代わりに「おーい」と言う友人らの声に僕は慌てて窓から飛び出た。
地面に着地した途端パタンと静かに窓は閉ざされ、鍵がゆっくりとかかった。
僕はその一連を見届けたあと、友達の所へと駆けて行った。
皆、相当歩き回ったのだろう、各々くたびれた顔をしている。
「ごめん。

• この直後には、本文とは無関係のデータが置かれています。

//! Opaque blob storage keyed by collection name.
//!
//! A [`ByteStore`] knows nothing about encryption or JSON.  `read` of a
//! collection that was never written returns empty bytes, and `write` always
//! replaces the whole blob.

use std::collections::HashMap;
use std::io::{self, Write};
use std::path::PathBuf;
use std::sync::atomic::{AtomicBool, AtomicUsize, Ordering};
use std::sync::Mutex;

use agora_shared::constants::COLLECTION_FILE_EXTENSION;
use tracing::debug;
use uuid::Uuid;

pub trait ByteStore: Send + Sync {
    /// Read the blob for `collection`, or empty bytes if there is none.
    fn read(&self, collection: &str) -> io::Result<Vec<u8>>;

    /// Replace the blob for `collection`.
    fn write(&self, collection: &str, bytes: &[u8]) -> io::Result<()>;
}

/// Collection names become file names, so only a conservative alphabet is
/// accepted.
pub fn is_valid_collection_name(name: &str) -> bool {
    !name.is_empty()
        && name
            .bytes()
            .all(|b| b.is_ascii_alphanumeric() || b == b'_' || b == b'-')
}

// ---------------------------------------------------------------------------
// File-backed store
// ---------------------------------------------------------------------------

/// One file per collection under a base directory:
/// `<base>/<collection>.json.enc`.
#[derive(Debug, Clone)]
pub struct FileByteStore {
    base_path: PathBuf,
}

impl FileByteStore {
    /// Open a store rooted at `base_path`, creating the directory if missing.
    pub fn new(base_path: impl Into<PathBuf>) -> io::Result<Self> {
        let base_path = base_path.into();
        std::fs::create_dir_all(&base_path)?;
        debug!(path = %base_path.display(), "file byte store ready");
        Ok(Self { base_path })
    }

    /// Path of the file backing `collection`.
    pub fn collection_path(&self, collection: &str) -> io::Result<PathBuf> {
        if !is_valid_collection_name(collection) {
            return Err(io::Error::new(
                io::ErrorKind::InvalidInput,
                format!("invalid collection name {collection:?}"),
            ));
        }
        Ok(self
            .base_path
            .join(format!("{collection}.{COLLECTION_FILE_EXTENSION}")))
    }
}

impl ByteStore for FileByteStore {
    fn read(&self, collection: &str) -> io::Result<Vec<u8>> {
        let path = self.collection_path(collection)?;
        match std::fs::read(&path) {
            Ok(bytes) => Ok(bytes),
            Err(e) if e.kind() == io::ErrorKind::NotFound => Ok(Vec::new()),
            Err(e) => Err(e),
        }
    }

    // Write to a sibling temp file, fsync, then rename over the target so a
    // crash never leaves a truncated collection behind.
    fn write(&self, collection: &str, bytes: &[u8]) -> io::Result<()> {
        let path = self.collection_path(collection)?;
        let temp_path = self
            .base_path
            .join(format!(".{collection}.{}.tmp", Uuid::new_v4()));

        let result = (|| {
            let mut file = std::fs::File::create(&temp_path)?;
            file.write_all(bytes)?;
            file.sync_all()?;
            std::fs::rename(&temp_path, &path)
        })();

        if result.is_err() {
            let _ = std::fs::remove_file(&temp_path);
        }
        result
    }
}

// ---------------------------------------------------------------------------
// In-memory store
// ---------------------------------------------------------------------------

/// In-process store for tests and embedding.  Counts successful writes and
/// can be told to fail them.
#[derive(Debug, Default)]
pub struct MemoryByteStore {
    blobs: Mutex<HashMap<String, Vec<u8>>>,
    writes: AtomicUsize,
    fail_writes: AtomicBool,
}

impl MemoryByteStore {
    pub fn new() -> Self {
        Self::default()
    }

    /// Number of successful writes so far.
    pub fn write_count(&self) -> usize {
        self.writes.load(Ordering::SeqCst)
    }

    /// Current raw blob for `collection`, if any.
    pub fn raw(&self, collection: &str) -> io::Result<Option<Vec<u8>>> {
        Ok(self.lock()?.get(collection).cloned())
    }

    /// Overwrite a blob without counting it as a write.
    pub fn put_raw(&self, collection: &str, bytes: Vec<u8>) -> io::Result<()> {
        self.lock()?.insert(collection.to_string(), bytes);
        Ok(())
    }

    /// Make every subsequent `write` fail (or succeed again).
    pub fn set_fail_writes(&self, fail: bool) {
        self.fail_writes.store(fail, Ordering::SeqCst);
    }

    fn lock(&self) -> io::Result<std::sync::MutexGuard<'_, HashMap<String, Vec<u8>>>> {
        self.blobs
            .lock()
            .map_err(|e| io::Error::other(format!("Lock poisoned: {e}")))
    }
}

impl ByteStore for MemoryByteStore {
    fn read(&self, collection: &str) -> io::Result<Vec<u8>> {
        Ok(self.lock()?.get(collection).cloned().unwrap_or_default())
    }

    fn write(&self, collection: &str, bytes: &[u8]) -> io::Result<()> {
        if self.fail_writes.load(Ordering::SeqCst) {
            return Err(io::Error::new(
                io::ErrorKind::PermissionDenied,
                "writes disabled",
            ));
        }
        self.lock()?.insert(collection.to_string(), bytes.to_vec());
        self.writes.fetch_add(1, Ordering::SeqCst);
        Ok(())
    }
}

#[cfg(test)]
mod tests {
    use super::*;
    use tempfile::TempDir;

    #[test]
    fn missing_collection_reads_empty() {
        let dir = TempDir::new().unwrap();
        let store = FileByteStore::new(dir.path()).unwrap();
        assert!(store.read("users").unwrap().is_empty());
    }

    #[test]
    fn write_replaces_content() {
        let dir = TempDir::new().unwrap();
        let store = FileByteStore::new(dir.path()).unwrap();

        store.write("posts", b"first version, longer").unwrap();
        store.write("posts", b"second").unwrap();

        assert_eq!(store.read("posts").unwrap(), b"second");
        assert!(dir.path().join("posts.json.enc").exists());
    }

    #[test]
    fn write_leaves_no_temp_files() {
        let dir = TempDir::new().unwrap();
        let store = FileByteStore::new(dir.path()).unwrap();
        store.write("chats", b"data").unwrap();

        let names: Vec<_> = std::fs::read_dir(dir.path())
            .unwrap()
            .map(|e| e.unwrap().file_name().into_string().unwrap())
            .collect();
        assert_eq!(names, vec!["chats.json.enc".to_string()]);
    }

    #[test]
    fn creates_missing_base_directory() {
        let dir = TempDir::new().unwrap();
        let nested = dir.path().join("a").join("b");
        let store = FileByteStore::new(&nested).unwrap();
        store.write("tags", b"x").unwrap();
        assert!(nested.join("tags.json.enc").exists());
    }

    #[test]
    fn traversal_names_rejected() {
        let dir = TempDir::new().unwrap();
        let store = FileByteStore::new(dir.path()).unwrap();
        for name in ["../users", "a/b", "", "users.json", "..\\x"] {
            let err = store.write(name, b"x").unwrap_err();
            assert_eq!(err.kind(), io::ErrorKind::InvalidInput, "{name:?}");
        }
    }

    #[test]
    fn memory_store_counts_and_fails_writes() {
        let store = MemoryByteStore::new();
        assert!(store.read("users").unwrap().is_empty());

        store.write("users", b"abc").unwrap();
        assert_eq!(store.write_count(), 1);
        assert_eq!(store.raw("users").unwrap().unwrap(), b"abc");

        store.set_fail_writes(true);
        assert!(store.write("users", b"def").is_err());
        assert_eq!(store.write_count(), 1);
        assert_eq!(store.read("users").unwrap(), b"abc");
    }

    #[test]
    fn poisoned_memory_store_reports_errors() {
        let store = std::sync::Arc::new(MemoryByteStore::new());
        store.put_raw("users", b"abc".to_vec()).unwrap();

        let poisoner = std::sync::Arc::clone(&store);
        let _ = std::thread::spawn(move || {
            let _guard = poisoner.blobs.lock().unwrap();
            panic!("poison the blob map");
        })
        .join();

        assert!(store.raw("users").is_err());
        assert!(store.put_raw("users", b"def".to_vec()).is_err());
        assert!(store.read("users").is_err());
        assert!(store.write("users", b"def").is_err());
        assert_eq!(store.write_count(), 0);
    }
}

やっぱり気持ち悪いから帰る。探検なら君たちで行ってくれる?」
すると、友達らは皆不思議そうに顔を見合わせるとまじまじと僕を見た。
「探検? 俺らはお前を探しに来たんだぞ」
「『息子がいない』って、お前のお母さんに頼まれてきたんだからな」
話が変わっている。と、思ったが、言葉にしなかった。ホムンクルスを見られない為のケイの魔法なのだろう。
「散歩してたら迷子になったんだ。ごめん」
僕がそう答えると、『見つかってよかった』だの『危うく警察に連絡するところだったんだからな』などとそれぞれ言ってくる。
「ごめん、ごめん」
僕は適当に謝りながら、先程まで入っていた家をチラリと見る。けれど、そこにあったのは、似ても似つかないドアも窓ガラスさえないただの朽ち果てた家だった。
先程までの事がまるで夢のようだ。
悪夢には違いなかった、けれど、それでどこか大事な物のように思えた。
僕は友達に、ホムンクルスではない人たちに呼ばれ、そうして再び普通の日常に帰った。